Nunca tinham se falado pessoalmente, mas se reconheciam há vários meses, por olhares e gestos.
As
janelas, uma em frente à outra, separadas pela pequena praça sem árvores, davam
ampla visão de seus espaços.
Conheciam
todas as rotinas, horários e gostos um do outro.
Ela
tomava café em uma vistosa caneca amarela, todas as manhãs, e lhe acenava
desejando bom dia. Mais tarde, ele a via colocar o mesmo cachecol, e sair
apressada para o trabalho.
Então
ele se sentava em frente à escrivaninha, e escrevia durante horas. Pouco antes
do fim da tarde vigiava o movimento pela praça: a velha senhora com o cachorro,
a mãe com o carrinho de bebê, os estudantes que retornavam da escola.
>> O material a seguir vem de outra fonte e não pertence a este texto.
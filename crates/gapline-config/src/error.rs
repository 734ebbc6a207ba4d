//! Configuration error types

use thiserror::Error;

#[derive(Debug, Error)]
pub enum ConfigError {
    #[error("Invalid configuration: {0}")]
    ValidationError(String),

    #[error("Environment variable {name}: {reason}")]
    EnvError { name: String, reason: String },

    #[error("Failed to render configuration: {0}")]
    SerializeError(#[from] toml::ser::Error),

    #[error("XDG directory error: {0}")]
    XdgError(String),
}
use serde::{Deserialize, Serialize};
use serde_json::Value;
use time::OffsetDateTime;
use uuid::Uuid;

use recall_domain::{role::Role, tokens};
use recall_storage::models::{ConversationUpsert, NewMessage};

use crate::{RecallService, ServiceError, ServiceResult};

#[derive(Debug, Clone, Serialize, Deserialize)]
pub struct IngestMessage {
	pub role: String,
	pub content: String,
	#[serde(default)]
	pub metadata: Option<Value>,
}

#[derive(Debug, Clone, Serialize, Deserialize)]
#[serde(rename_all = "camelCase")]
pub struct IngestRequest {
	pub conversation_ref: String,
	#[serde(default)]
	pub title: Option<String>,
	#[serde(default)]
	pub summary: Option<String>,
	pub messages: Vec<IngestMessage>,
	#[serde(default)]
	pub metadata: Option<Value>,
}

#[derive(Debug, Clone, Serialize, Deserialize)]
#[serde(rename_all = "camelCase")]
pub struct IngestResponse {
	pub success: bool,
	pub conversation_ref: String,
	pub stored_count: u32,
}

impl RecallService {
	/// Ingest one conversation: upsert the conversation row by its external
	/// ref and store every usable message with its embedding.
	///
	/// Write-path failure policy is all-or-nothing, deliberately stricter
	/// than search enrichment: the embedding stage short-circuits on the
	/// first provider error before anything is written, and the commit
	/// stage is a single storage transaction.
	pub async fn ingest(&self, req: IngestRequest) -> ServiceResult<IngestResponse> {
		let conversation_ref = req.conversation_ref.trim();

		if conversation_ref.is_empty() {
			return Err(ServiceError::InvalidRequest {
				message: "conversationRef is required.".to_string(),
			});
		}
		if req.messages.is_empty() {
			return Err(ServiceError::InvalidRequest {
				message: "messages must be non-empty.".to_string(),
			});
		}

		let now = OffsetDateTime::now_utc();
		let prepared = self.prepare_messages(&req.messages, now).await?;
		let conversation = ConversationUpsert {
			external_ref: conversation_ref.to_string(),
			title: req.title,
			summary: req.summary,
			metadata: req.metadata,
			created_at: now,
		};
		let receipt = self.store.commit_ingest(&conversation, &prepared).await?;

		Ok(IngestResponse {
			success: true,
			conversation_ref: conversation_ref.to_string(),
			stored_count: receipt.stored_count,
		})
	}

	/// Stage phase of the ingest pipeline.
	///
	/// Entries with empty content or a role outside the closed set are
	/// skipped and never counted. Each surviving message is embedded one at
	/// a time in input order; the first provider error aborts the whole
	/// call with nothing staged for commit.
	async fn prepare_messages(
		&self,
		messages: &[IngestMessage],
		now: OffsetDateTime,
	) -> ServiceResult<Vec<NewMessage>> {
		let mut prepared = Vec::with_capacity(messages.len());

		for message in messages {
			let Some(role) = Role::parse(&message.role) else {
				continue;
			};

			if message.content.trim().is_empty() {
				continue;
			}

			let vec = self.embed_text(&message.content).await?;

			prepared.push(NewMessage {
				message_id: Uuid::new_v4(),
				role: role.as_str().to_string(),
				content: message.content.clone(),
				token_count: tokens::estimate_tokens(&message.content) as i32,
				metadata: message.metadata.clone().unwrap_or_else(|| Value::Object(Default::default())),
				vec,
				created_at: now,
			});
		}

		Ok(prepared)
	}
}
Sabia que
ela não demoraria a chegar.
E
quando já era noite, ele se sentava para admirar a inquieta vizinha.
Acompanhava
divertido a aula de ginástica em frente à TV, o retornar do banho enxugando os
cabelos, e o sorriso encantado - como gostava daquele sorriso - quando se via
observada.
Ambos
se serviam de taças de vinho tinto e desfrutavam da companhia um do outro, à
distância. Ela mostrou o livro de cabeceira, e ele o maço de folhas escritas
para seu próximo livro.
Ela
queimou o assado, ele riu da fumaça que invadiu a sala.
Ele
tropeçou no sofá, mas foi ela que soltou um grito de dor.
Durante
muito tempo colecionaram cumplicidades assim, sem se atreverem a dar o primeiro
passo em direção ao outro.
Mas
o verão chegou, com um convite para que o casal se sentasse naquele banco da
praça, de mãos dadas. Tinham muito o que conversar.